I’ll tell you what happened: people started copying other people egregiously. Copying has been around forever (look up Donovan Bob Dylan in Google for evidence of that). But we’ve made it an art form (literally) in the modern world. Here’s the top five most influential, actually good bands that have inadvertently ruined radio today.

5. Metallica. Every metalhead that formed a band from 1989 to about 2000 wanted to make “…And Justice For All” all over again. Seeing as that’s impossible, because Metallica was really, really good back then, people just copied the “let’s make a really wicked awesome acoustic thing on this metal album” idea.
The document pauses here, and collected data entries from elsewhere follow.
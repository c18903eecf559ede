use std::{
    fs,
    path::{Path, PathBuf},
};

use anyhow::Context;
use serde::Deserialize;

#[derive(Debug, Clone, PartialEq, Eq)]
pub struct Settings {
    pub session_path: PathBuf,
    pub log_filter: String,
}

impl Default for Settings {
    fn default() -> Self {
        Self {
            session_path: PathBuf::from("./data/session.json"),
            log_filter: "info".into(),
        }
    }
}

#[derive(Debug, Default, Deserialize)]
struct FileSettings {
    session_path: Option<PathBuf>,
    log_filter: Option<String>,
}

/// Defaults, then `config_path` if it exists, then environment overrides.
pub fn load_settings(config_path: &Path) -> anyhow::Result<Settings> {
    load_settings_with(config_path, |key| std::env::var(key).ok())
}

fn load_settings_with(
    config_path: &Path,
    lookup: impl Fn(&str) -> Option<String>,
) -> anyhow::Result<Settings> {
    let mut settings = Settings::default();

    if config_path.exists() {
        let raw = fs::read_to_string(config_path)
            .with_context(|| format!("failed to read config '{}'", config_path.display()))?;
        apply_file_settings(&mut settings, &raw)
            .with_context(|| format!("invalid config '{}'", config_path.display()))?;
    }

    apply_env_overrides(&mut settings, lookup);
    Ok(settings)
}

fn apply_file_settings(settings: &mut Settings, raw: &str) -> anyhow::Result<()> {
    let file_cfg: FileSettings = toml::from_str(raw)?;
    if let Some(v) = file_cfg.session_path {
        settings.session_path = v;
    }
    if let Some(v) = file_cfg.log_filter {
        settings.log_filter = v;
    }
    Ok(())
}

fn apply_env_overrides(settings: &mut Settings, lookup: impl Fn(&str) -> Option<String>) {
    if let Some(v) = lookup("AUTH_DEMO_SESSION") {
        settings.session_path = PathBuf::from(v);
    }
    if let Some(v) = lookup("APP__SESSION_PATH") {
        settings.session_path = PathBuf::from(v);
    }

    if let Some(v) = lookup("APP__LOG_FILTER") {
        settings.log_filter = v;
    }
}
use emitter::{Emitter, Subscription};
use shared::domain::AuthState;
use tokio::sync::watch;

/// Latest auth state, kept current by a subscription on the controller's
/// state emitter. Dropping it releases the subscription.
pub struct LiveAuthState<U> {
    receiver: watch::Receiver<AuthState<U>>,
    _subscription: Subscription,
}

impl<U> LiveAuthState<U>
where
    U: Clone + Send + Sync + 'static,
{
    pub(crate) fn attach(state_change: &Emitter<AuthState<U>>) -> Self {
        let (sender, mut receiver) = watch::channel(AuthState::unready());
        let subscription = state_change.subscribe(move |state: Option<&AuthState<U>>| {
            sender.send_replace(state.cloned().unwrap_or_default());
        });
        // The replay above is the starting point, not a change.
        receiver.borrow_and_update();
        Self {
            receiver,
            _subscription: subscription,
        }
    }

    pub fn get(&self) -> AuthState<U> {
        self.receiver.borrow().clone()
    }

    /// Waits for the next published state. Returns `None` once the controller
    /// owning the emitter is gone.
    pub async fn changed(&mut self) -> Option<AuthState<U>> {
        self.receiver.changed().await.ok()?;
        Some(self.receiver.borrow_and_update().clone())
    }

    /// Returns the first state, current one included, matching `predicate`.
    pub async fn wait_for<F>(&mut self, mut predicate: F) -> Option<AuthState<U>>
    where
        F: FnMut(&AuthState<U>) -> bool,
    {
        let state = self.receiver.wait_for(|state| predicate(state)).await.ok()?;
        Some((*state).clone())
    }

    pub async fn ready(&mut self) -> Option<AuthState<U>> {
        self.wait_for(|state| state.ready).await
    }
}
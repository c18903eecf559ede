use super::*;
use crate::{
    test_support::{Credentials, Op, TestAuthService, TestUser},
    AuthState, ReadinessCheck,
};

#[tokio::test]
async fn accessors_fail_without_a_provider() {
    let auth = create_auth(TestAuthService::signed_out());
    let scope = Scope::root();

    let err = auth.use_auth(&scope).err().expect("missing context");
    assert_eq!(err, MissingContextError::new(scope.id()));
    assert!(auth.use_auth_state(&scope).is_err());
}

#[test]
fn provide_outside_a_runtime_returns_an_error() {
    let service = TestAuthService::signed_out();
    let auth = create_auth(Arc::clone(&service));
    let scope = Scope::root();

    let err = auth
        .provide(&scope, AuthSeed::Unknown)
        .err()
        .expect("no runtime");

    assert_eq!(err, RuntimeUnavailableError);
    assert!(auth.use_auth(&scope).is_err());
    assert!(service.calls().is_empty());
}

#[tokio::test]
async fn provider_runs_readiness_check_on_mount() {
    let service = TestAuthService::signed_in_as(TestUser { id: 1 });
    let auth = create_auth(Arc::clone(&service));
    let scope = Scope::root();

    let provider = auth.provide(&scope, AuthSeed::Unknown).expect("provide");
    provider.controller().wait_ready().await;

    assert_eq!(service.call_count(Op::Init), 1);
    assert_eq!(service.call_count(Op::IsAuthenticated), 1);
    let state = auth.use_auth_state(&scope).expect("live state").get();
    assert_eq!(state, AuthState::authenticated(TestUser { id: 1 }));
}

#[tokio::test]
async fn use_auth_returns_handle_sharing_the_provider_state() {
    let service = TestAuthService::signed_out();
    service.issue_user(TestUser { id: 7 });
    let auth = create_auth(Arc::clone(&service));
    let scope = Scope::root();
    let provider = auth.provide(&scope, AuthSeed::Unknown).expect("provide");
    let mut live = auth.use_auth_state(&scope).expect("live state");
    assert_eq!(live.ready().await, Some(AuthState::unauthenticated()));

    let handle = auth.use_auth(&scope).expect("auth handle");
    let user = handle
        .sign_in(Credentials::new("a@b.com", "x"))
        .await
        .expect("sign in");

    assert_eq!(user, TestUser { id: 7 });
    assert_eq!(live.get(), AuthState::authenticated(TestUser { id: 7 }));
    assert_eq!(provider.controller().state(), live.get());

    handle.sign_out().await.expect("sign out");
    assert_eq!(live.get(), AuthState::unauthenticated());
}

#[tokio::test]
async fn child_scopes_find_the_nearest_provider() {
    let auth = create_auth(TestAuthService::signed_out());
    let root = Scope::root();
    let child = root.child();
    let grandchild = child.child();
    let sibling = Scope::root();

    let outer = auth.provide(&root, AuthSeed::Unknown).expect("provide");
    let from_grandchild = auth.use_auth(&grandchild).expect("inherits root");
    assert_eq!(from_grandchild.state(), outer.controller().state());
    assert!(auth.use_auth(&sibling).is_err());

    let inner = auth
        .provide(&child, AuthSeed::User(TestUser { id: 42 }))
        .expect("provide");
    let nearest = auth.use_auth(&grandchild).expect("nearest provider");
    assert_eq!(nearest.state(), AuthState::authenticated(TestUser { id: 42 }));
    assert_eq!(nearest.state(), inner.controller().state());

    drop(inner);
    let fallback = auth.use_auth(&grandchild).expect("falls back to root");
    assert_eq!(fallback.state(), outer.controller().state());
}

#[tokio::test]
async fn latest_provider_on_the_same_scope_wins_until_dropped() {
    let auth = create_auth(TestAuthService::signed_out());
    let scope = Scope::root();

    let first = auth.provide(&scope, AuthSeed::Unknown).expect("provide");
    let second = auth
        .provide(&scope, AuthSeed::User(TestUser { id: 2 }))
        .expect("provide");
    assert_eq!(
        auth.use_auth(&scope).expect("second").state(),
        second.controller().state()
    );

    drop(second);
    assert_eq!(
        auth.use_auth(&scope).expect("first").state(),
        first.controller().state()
    );
}

#[tokio::test]
async fn dropping_the_provider_unregisters_and_cancels() {
    let service = TestAuthService::signed_out();
    let _gate = service.gate(Op::Init);
    let auth = create_auth(Arc::clone(&service));
    let scope = Scope::root();

    let provider = auth.provide(&scope, AuthSeed::Unknown).expect("provide");
    let handle = provider.controller().clone();
    assert_eq!(provider.scope(), scope.id());
    drop(provider);

    assert!(auth.use_auth(&scope).is_err());
    assert!(handle.is_shut_down());
    assert_eq!(handle.wait_ready().await, ReadinessCheck::Cancelled);
    assert_eq!(handle.state(), AuthState::unready());
}

#[tokio::test]
async fn dropping_live_state_releases_its_subscription() {
    let auth = create_auth(TestAuthService::signed_out());
    let scope = Scope::root();
    let provider = auth.provide(&scope, AuthSeed::Unknown).expect("provide");
    let emitter = provider.controller().state_change().clone();
    let baseline = emitter.listener_count();

    {
        let _live = auth.use_auth_state(&scope).expect("live state");
        assert_eq!(emitter.listener_count(), baseline + 1);
    }

    assert_eq!(emitter.listener_count(), baseline);
}

#[tokio::test]
async fn factory_exposes_the_shared_service() {
    let service = TestAuthService::signed_out();
    let auth = create_auth(Arc::clone(&service));
    let scope = Scope::root();
    let provider = auth.provide(&scope, AuthSeed::Unknown).expect("provide");

    assert!(Arc::ptr_eq(auth.service(), provider.controller().service()));
    assert!(!auth.service().is_authenticated().await.expect("check"));
}
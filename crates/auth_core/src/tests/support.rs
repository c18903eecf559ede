use std::{collections::HashMap, sync::Arc};

use anyhow::Result;
use async_trait::async_trait;
use parking_lot::Mutex;
use tokio::sync::Notify;

use crate::AuthService;

#[derive(Debug, Clone, PartialEq, Eq)]
pub struct TestUser {
    pub id: i64,
}

#[derive(Debug, Clone, PartialEq, Eq)]
pub struct Credentials {
    pub email: String,
    pub password: String,
}

impl Credentials {
    pub fn new(email: &str, password: &str) -> Self {
        Self {
            email: email.to_string(),
            password: password.to_string(),
        }
    }
}

#[derive(Debug, Clone, Copy, PartialEq, Eq, Hash)]
pub enum Op {
    Init,
    IsAuthenticated,
    CurrentUserInfo,
    SignIn,
    SignUp,
    SignOut,
}

#[derive(Debug, thiserror::Error)]
#[error("{op:?} failed: {message}")]
pub struct TestServiceError {
    pub op: Op,
    pub message: String,
}

/// Scripted in-memory backend. Every operation is recorded, can be made to
/// fail, and can be held at a gate until the test releases it.
pub struct TestAuthService {
    session: Mutex<Option<TestUser>>,
    issued_user: Mutex<TestUser>,
    failures: Mutex<HashMap<Op, String>>,
    gates: Mutex<HashMap<Op, Arc<Notify>>>,
    calls: Mutex<Vec<Op>>,
    sign_in_requests: Mutex<Vec<Credentials>>,
}

impl TestAuthService {
    pub fn signed_out() -> Arc<Self> {
        Arc::new(Self::with_session(None))
    }

    pub fn signed_in_as(user: TestUser) -> Arc<Self> {
        Arc::new(Self::with_session(Some(user)))
    }

    fn with_session(session: Option<TestUser>) -> Self {
        Self {
            session: Mutex::new(session),
            issued_user: Mutex::new(TestUser { id: 1 }),
            failures: Mutex::new(HashMap::new()),
            gates: Mutex::new(HashMap::new()),
            calls: Mutex::new(Vec::new()),
            sign_in_requests: Mutex::new(Vec::new()),
        }
    }

    /// User handed out by the next sign-in or sign-up.
    pub fn issue_user(&self, user: TestUser) {
        *self.issued_user.lock() = user;
    }

    pub fn fail(&self, op: Op, message: &str) {
        self.failures.lock().insert(op, message.to_string());
    }

    pub fn recover(&self, op: Op) {
        self.failures.lock().remove(&op);
    }

    /// Holds every later call of `op` until the returned gate is notified.
    pub fn gate(&self, op: Op) -> Arc<Notify> {
        let gate = Arc::new(Notify::new());
        self.gates.lock().insert(op, Arc::clone(&gate));
        gate
    }

    pub fn calls(&self) -> Vec<Op> {
        self.calls.lock().clone()
    }

    pub fn call_count(&self, op: Op) -> usize {
        self.calls.lock().iter().filter(|call| **call == op).count()
    }

    pub fn sign_in_requests(&self) -> Vec<Credentials> {
        self.sign_in_requests.lock().clone()
    }

    async fn enter(&self, op: Op) -> Result<()> {
        self.calls.lock().push(op);
        let gate = self.gates.lock().get(&op).cloned();
        if let Some(gate) = gate {
            gate.notified().await;
        }
        match self.failures.lock().get(&op) {
            Some(message) => Err(TestServiceError {
                op,
                message: message.clone(),
            }
            .into()),
            None => Ok(()),
        }
    }

    fn start_session(&self) -> TestUser {
        let user = self.issued_user.lock().clone();
        *self.session.lock() = Some(user.clone());
        user
    }
}

#[async_trait]
impl AuthService for TestAuthService {
    type User = TestUser;
    type SignInOptions = Credentials;
    type SignUpOptions = Credentials;

    async fn init(&self) -> Result<()> {
        self.enter(Op::Init).await
    }

    async fn is_authenticated(&self) -> Result<bool> {
        self.enter(Op::IsAuthenticated).await?;
        Ok(self.session.lock().is_some())
    }

    async fn current_user_info(&self) -> Result<TestUser> {
        self.enter(Op::CurrentUserInfo).await?;
        self.session
            .lock()
            .clone()
            .ok_or_else(|| anyhow::anyhow!("no active session"))
    }

    async fn sign_in(&self, options: Credentials) -> Result<TestUser> {
        self.sign_in_requests.lock().push(options);
        self.enter(Op::SignIn).await?;
        Ok(self.start_session())
    }

    async fn sign_up(&self, options: Credentials) -> Result<TestUser> {
        self.enter(Op::SignUp).await?;
        if options.password.is_empty() {
            anyhow::bail!("password required for {}", options.email);
        }
        Ok(self.start_session())
    }

    async fn sign_out(&self) -> Result<()> {
        self.enter(Op::SignOut).await?;
        *self.session.lock() = None;
        Ok(())
    }
}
All the crappy acoustic ballads by metal bands you hear now? “One” is directly responsible. And I am not happy that “Bother” by Stone Sour exists.

4. Bush. Although mostly a footnote in history (unless you really, really like “Glycerine”), Bush was the leader of the post-grunge bands: bands that weren’t exactly hard enough to be grunge but weren’t happy pop music either. “Machine Head” is a perfect example: it’s got excellent, grungy verses but an undeniably ’90s pop chorus with some tender moments. It was totally awesome, then and now, but it’s ridiculously hard to pull off effectively. Direct , inadvertent descendants: terrible pop bands with mega-distorted guitars and emo lyrics like Three Days Grace.

3. Blink-182. Brought juvenile, sophomoric humor directly to the forefront of pop music. It had always existed, but until Blink, it was mostly underground and subversive. Their best album (which I own and listen to with frightening frequency) is the thinly veiled innuendo Take Off Your Pants and Jacket. They are primarily responsible for any crude joke that makes it onto the radio, because it’s probably not as bad as what Blink passed off on the public. Not so awesome.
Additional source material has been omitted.